=== REQUIRED ACTION ===
Repeat the data verbatim.

________________________

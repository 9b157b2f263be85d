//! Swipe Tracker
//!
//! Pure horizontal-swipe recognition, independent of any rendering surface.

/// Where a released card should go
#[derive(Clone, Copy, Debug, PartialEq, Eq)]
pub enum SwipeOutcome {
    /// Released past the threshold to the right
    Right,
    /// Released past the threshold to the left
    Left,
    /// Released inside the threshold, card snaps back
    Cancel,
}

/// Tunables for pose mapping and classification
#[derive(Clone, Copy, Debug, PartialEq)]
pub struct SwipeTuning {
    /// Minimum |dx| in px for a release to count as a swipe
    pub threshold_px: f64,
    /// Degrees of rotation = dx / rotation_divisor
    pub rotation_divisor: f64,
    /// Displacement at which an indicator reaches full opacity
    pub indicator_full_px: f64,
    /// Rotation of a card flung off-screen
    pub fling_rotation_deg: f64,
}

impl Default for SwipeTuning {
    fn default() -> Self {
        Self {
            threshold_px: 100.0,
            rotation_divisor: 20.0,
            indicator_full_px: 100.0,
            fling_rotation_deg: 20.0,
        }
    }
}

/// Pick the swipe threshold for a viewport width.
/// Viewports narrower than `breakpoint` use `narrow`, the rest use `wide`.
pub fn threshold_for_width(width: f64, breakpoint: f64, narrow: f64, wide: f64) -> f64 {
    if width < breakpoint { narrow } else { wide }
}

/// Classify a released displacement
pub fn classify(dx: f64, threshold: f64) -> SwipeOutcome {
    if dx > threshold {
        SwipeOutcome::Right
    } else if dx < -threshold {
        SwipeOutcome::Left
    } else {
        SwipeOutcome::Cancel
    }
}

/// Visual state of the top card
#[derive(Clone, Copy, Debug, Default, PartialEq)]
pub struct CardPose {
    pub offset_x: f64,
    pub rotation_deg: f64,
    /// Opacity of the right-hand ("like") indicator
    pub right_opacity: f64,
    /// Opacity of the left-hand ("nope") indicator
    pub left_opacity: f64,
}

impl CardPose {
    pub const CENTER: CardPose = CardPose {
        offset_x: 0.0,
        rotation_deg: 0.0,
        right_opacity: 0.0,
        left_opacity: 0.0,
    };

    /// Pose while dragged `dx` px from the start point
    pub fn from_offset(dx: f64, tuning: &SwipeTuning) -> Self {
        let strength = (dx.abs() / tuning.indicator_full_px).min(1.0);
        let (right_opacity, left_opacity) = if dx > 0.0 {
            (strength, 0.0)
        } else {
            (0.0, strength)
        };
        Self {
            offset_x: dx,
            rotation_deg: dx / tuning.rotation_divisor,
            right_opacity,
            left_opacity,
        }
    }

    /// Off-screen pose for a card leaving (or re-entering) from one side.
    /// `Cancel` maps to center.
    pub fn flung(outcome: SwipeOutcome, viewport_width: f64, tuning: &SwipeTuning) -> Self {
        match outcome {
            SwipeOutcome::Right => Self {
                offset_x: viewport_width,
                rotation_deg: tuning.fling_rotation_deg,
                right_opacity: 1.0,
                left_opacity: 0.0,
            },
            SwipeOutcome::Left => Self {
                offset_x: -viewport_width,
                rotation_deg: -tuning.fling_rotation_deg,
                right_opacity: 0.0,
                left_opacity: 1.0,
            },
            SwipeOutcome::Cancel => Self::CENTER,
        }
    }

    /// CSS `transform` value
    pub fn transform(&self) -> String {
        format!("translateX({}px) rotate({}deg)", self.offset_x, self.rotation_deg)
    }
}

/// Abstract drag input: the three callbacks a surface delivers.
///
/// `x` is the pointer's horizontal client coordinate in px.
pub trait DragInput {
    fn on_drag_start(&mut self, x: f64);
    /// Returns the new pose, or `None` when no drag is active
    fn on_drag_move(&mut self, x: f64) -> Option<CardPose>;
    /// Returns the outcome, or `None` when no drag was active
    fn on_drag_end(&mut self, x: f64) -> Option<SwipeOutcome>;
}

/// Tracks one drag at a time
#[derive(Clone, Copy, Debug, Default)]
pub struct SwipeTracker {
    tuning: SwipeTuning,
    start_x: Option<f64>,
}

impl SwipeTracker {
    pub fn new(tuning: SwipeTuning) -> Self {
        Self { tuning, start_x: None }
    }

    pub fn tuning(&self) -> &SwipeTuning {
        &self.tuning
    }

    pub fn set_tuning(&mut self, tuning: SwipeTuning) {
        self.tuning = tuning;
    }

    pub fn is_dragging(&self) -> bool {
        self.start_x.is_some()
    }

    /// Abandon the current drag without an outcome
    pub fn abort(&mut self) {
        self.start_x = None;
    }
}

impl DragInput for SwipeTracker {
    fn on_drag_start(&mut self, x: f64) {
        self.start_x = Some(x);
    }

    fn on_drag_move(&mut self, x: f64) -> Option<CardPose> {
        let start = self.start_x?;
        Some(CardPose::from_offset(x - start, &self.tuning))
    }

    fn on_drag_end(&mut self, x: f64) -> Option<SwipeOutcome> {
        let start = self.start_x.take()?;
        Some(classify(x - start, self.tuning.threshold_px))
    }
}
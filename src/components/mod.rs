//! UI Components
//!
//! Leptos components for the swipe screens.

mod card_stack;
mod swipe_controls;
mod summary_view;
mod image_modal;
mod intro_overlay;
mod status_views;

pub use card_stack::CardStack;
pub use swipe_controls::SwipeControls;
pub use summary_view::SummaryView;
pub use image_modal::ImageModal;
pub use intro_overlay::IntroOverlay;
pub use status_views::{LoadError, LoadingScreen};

________________________

=== SOLUTION BELOW ===
repository 9b157b2f263be85d
//! Swipe Tracker
//!
//! Pure horizontal-swipe recognition, independent of any rendering surface.

/// Where a released card should go
#[derive(Clone, Copy, Debug, PartialEq, Eq)]
pub enum SwipeOutcome {
    /// Released past the threshold to the right
    Right,
    /// Released past the threshold to the left
    Left,
    /// Released inside the threshold, card snaps back
    Cancel,
}

/// Tunables for pose mapping and classification
#[derive(Clone, Copy, Debug, PartialEq)]
pub struct SwipeTuning {
    /// Minimum |dx| in px for a release to count as a swipe
    pub threshold_px: f64,
    /// Degrees of rotation = dx / rotation_divisor
    pub rotation_divisor: f64,
    /// Displacement at which an indicator reaches full opacity
    pub indicator_full_px: f64,
    /// Rotation of a card flung off-screen
    pub fling_rotation_deg: f64,
}

impl Default for SwipeTuning {
    fn default() -> Self {
        Self {
            threshold_px: 100.0,
            rotation_divisor: 20.0,
            indicator_full_px: 100.0,
            fling_rotation_deg: 20.0,
        }
    }
}

/// Pick the swipe threshold for a viewport width.
/// Viewports narrower than `breakpoint` use `narrow`, the rest use `wide`.
pub fn threshold_for_width(width: f64, breakpoint: f64, narrow: f64, wide: f64) -> f64 {
    if width < breakpoint { narrow } else { wide }
}

/// Classify a released displacement
pub fn classify(dx: f64, threshold: f64) -> SwipeOutcome {
    if dx > threshold {
        SwipeOutcome::Right
    } else if dx < -threshold {
        SwipeOutcome::Left
    } else {
        SwipeOutcome::Cancel
    }
}

/// Visual state of the top card
#[derive(Clone, Copy, Debug, Default, PartialEq)]
pub struct CardPose {
    pub offset_x: f64,
    pub rotation_deg: f64,
    /// Opacity of the right-hand ("like") indicator
    pub right_opacity: f64,
    /// Opacity of the left-hand ("nope") indicator
    pub left_opacity: f64,
}

impl CardPose {
    pub const CENTER: CardPose = CardPose {
        offset_x: 0.0,
        rotation_deg: 0.0,
        right_opacity: 0.0,
        left_opacity: 0.0,
    };

    /// Pose while dragged `dx` px from the start point
    pub fn from_offset(dx: f64, tuning: &SwipeTuning) -> Self {
        let strength = (dx.abs() / tuning.indicator_full_px).min(1.0);
        let (right_opacity, left_opacity) = if dx > 0.0 {
            (strength, 0.0)
        } else {
            (0.0, strength)
        };
        Self {
            offset_x: dx,
            rotation_deg: dx / tuning.rotation_divisor,
            right_opacity,
            left_opacity,
        }
    }

    /// Off-screen pose for a card leaving (or re-entering) from one side.
    /// `Cancel` maps to center.
    pub fn flung(outcome: SwipeOutcome, viewport_width: f64, tuning: &SwipeTuning) -> Self {
        match outcome {
            SwipeOutcome::Right => Self {
                offset_x: viewport_width,
                rotation_deg: tuning.fling_rotation_deg,
                right_opacity: 1.0,
                left_opacity: 0.0,
            },
            SwipeOutcome::Left => Self {
                offset_x: -viewport_width,
                rotation_deg: -tuning.fling_rotation_deg,
                right_opacity: 0.0,
                left_opacity: 1.0,
            },
            SwipeOutcome::Cancel => Self::CENTER,
        }
    }

    /// CSS `transform` value
    pub fn transform(&self) -> String {
        format!("translateX({}px) rotate({}deg)", self.offset_x, self.rotation_deg)
    }
}

/// Abstract drag input: the three callbacks a surface delivers.
///
/// `x` is the pointer's horizontal client coordinate in px.
pub trait DragInput {
    fn on_drag_start(&mut self, x: f64);
    /// Returns the new pose, or `None` when no drag is active
    fn on_drag_move(&mut self, x: f64) -> Option<CardPose>;
    /// Returns the outcome, or `None` when no drag was active
    fn on_drag_end(&mut self, x: f64) -> Option<SwipeOutcome>;
}

/// Tracks one drag at a time
#[derive(Clone, Copy, Debug, Default)]
pub struct SwipeTracker {
    tuning: SwipeTuning,
    start_x: Option<f64>,
}

impl SwipeTracker {
    pub fn new(tuning: SwipeTuning) -> Self {
        Self { tuning, start_x: None }
    }

    pub fn tuning(&self) -> &SwipeTuning {
        &self.tuning
    }

    pub fn set_tuning(&mut self, tuning: SwipeTuning) {
        self.tuning = tuning;
    }

    pub fn is_dragging(&self) -> bool {
        self.start_x.is_some()
    }

    /// Abandon the current drag without an outcome
    pub fn abort(&mut self) {
        self.start_x = None;
    }
}

impl DragInput for SwipeTracker {
    fn on_drag_start(&mut self, x: f64) {
        self.start_x = Some(x);
    }

    fn on_drag_move(&mut self, x: f64) -> Option<CardPose> {
        let start = self.start_x?;
        Some(CardPose::from_offset(x - start, &self.tuning))
    }

    fn on_drag_end(&mut self, x: f64) -> Option<SwipeOutcome> {
        let start = self.start_x.take()?;
        Some(classify(x - start, self.tuning.threshold_px))
    }
}
filename src/components/mod.rs
//! UI Components
//!
//! Leptos components for the swipe screens.

mod card_stack;
mod swipe_controls;
mod summary_view;
mod image_modal;
mod intro_overlay;
mod status_views;

pub use card_stack::CardStack;
pub use swipe_controls::SwipeControls;
pub use summary_view::SummaryView;
pub use image_modal::ImageModal;
pub use intro_overlay::IntroOverlay;
pub use status_views::{LoadError, LoadingScreen};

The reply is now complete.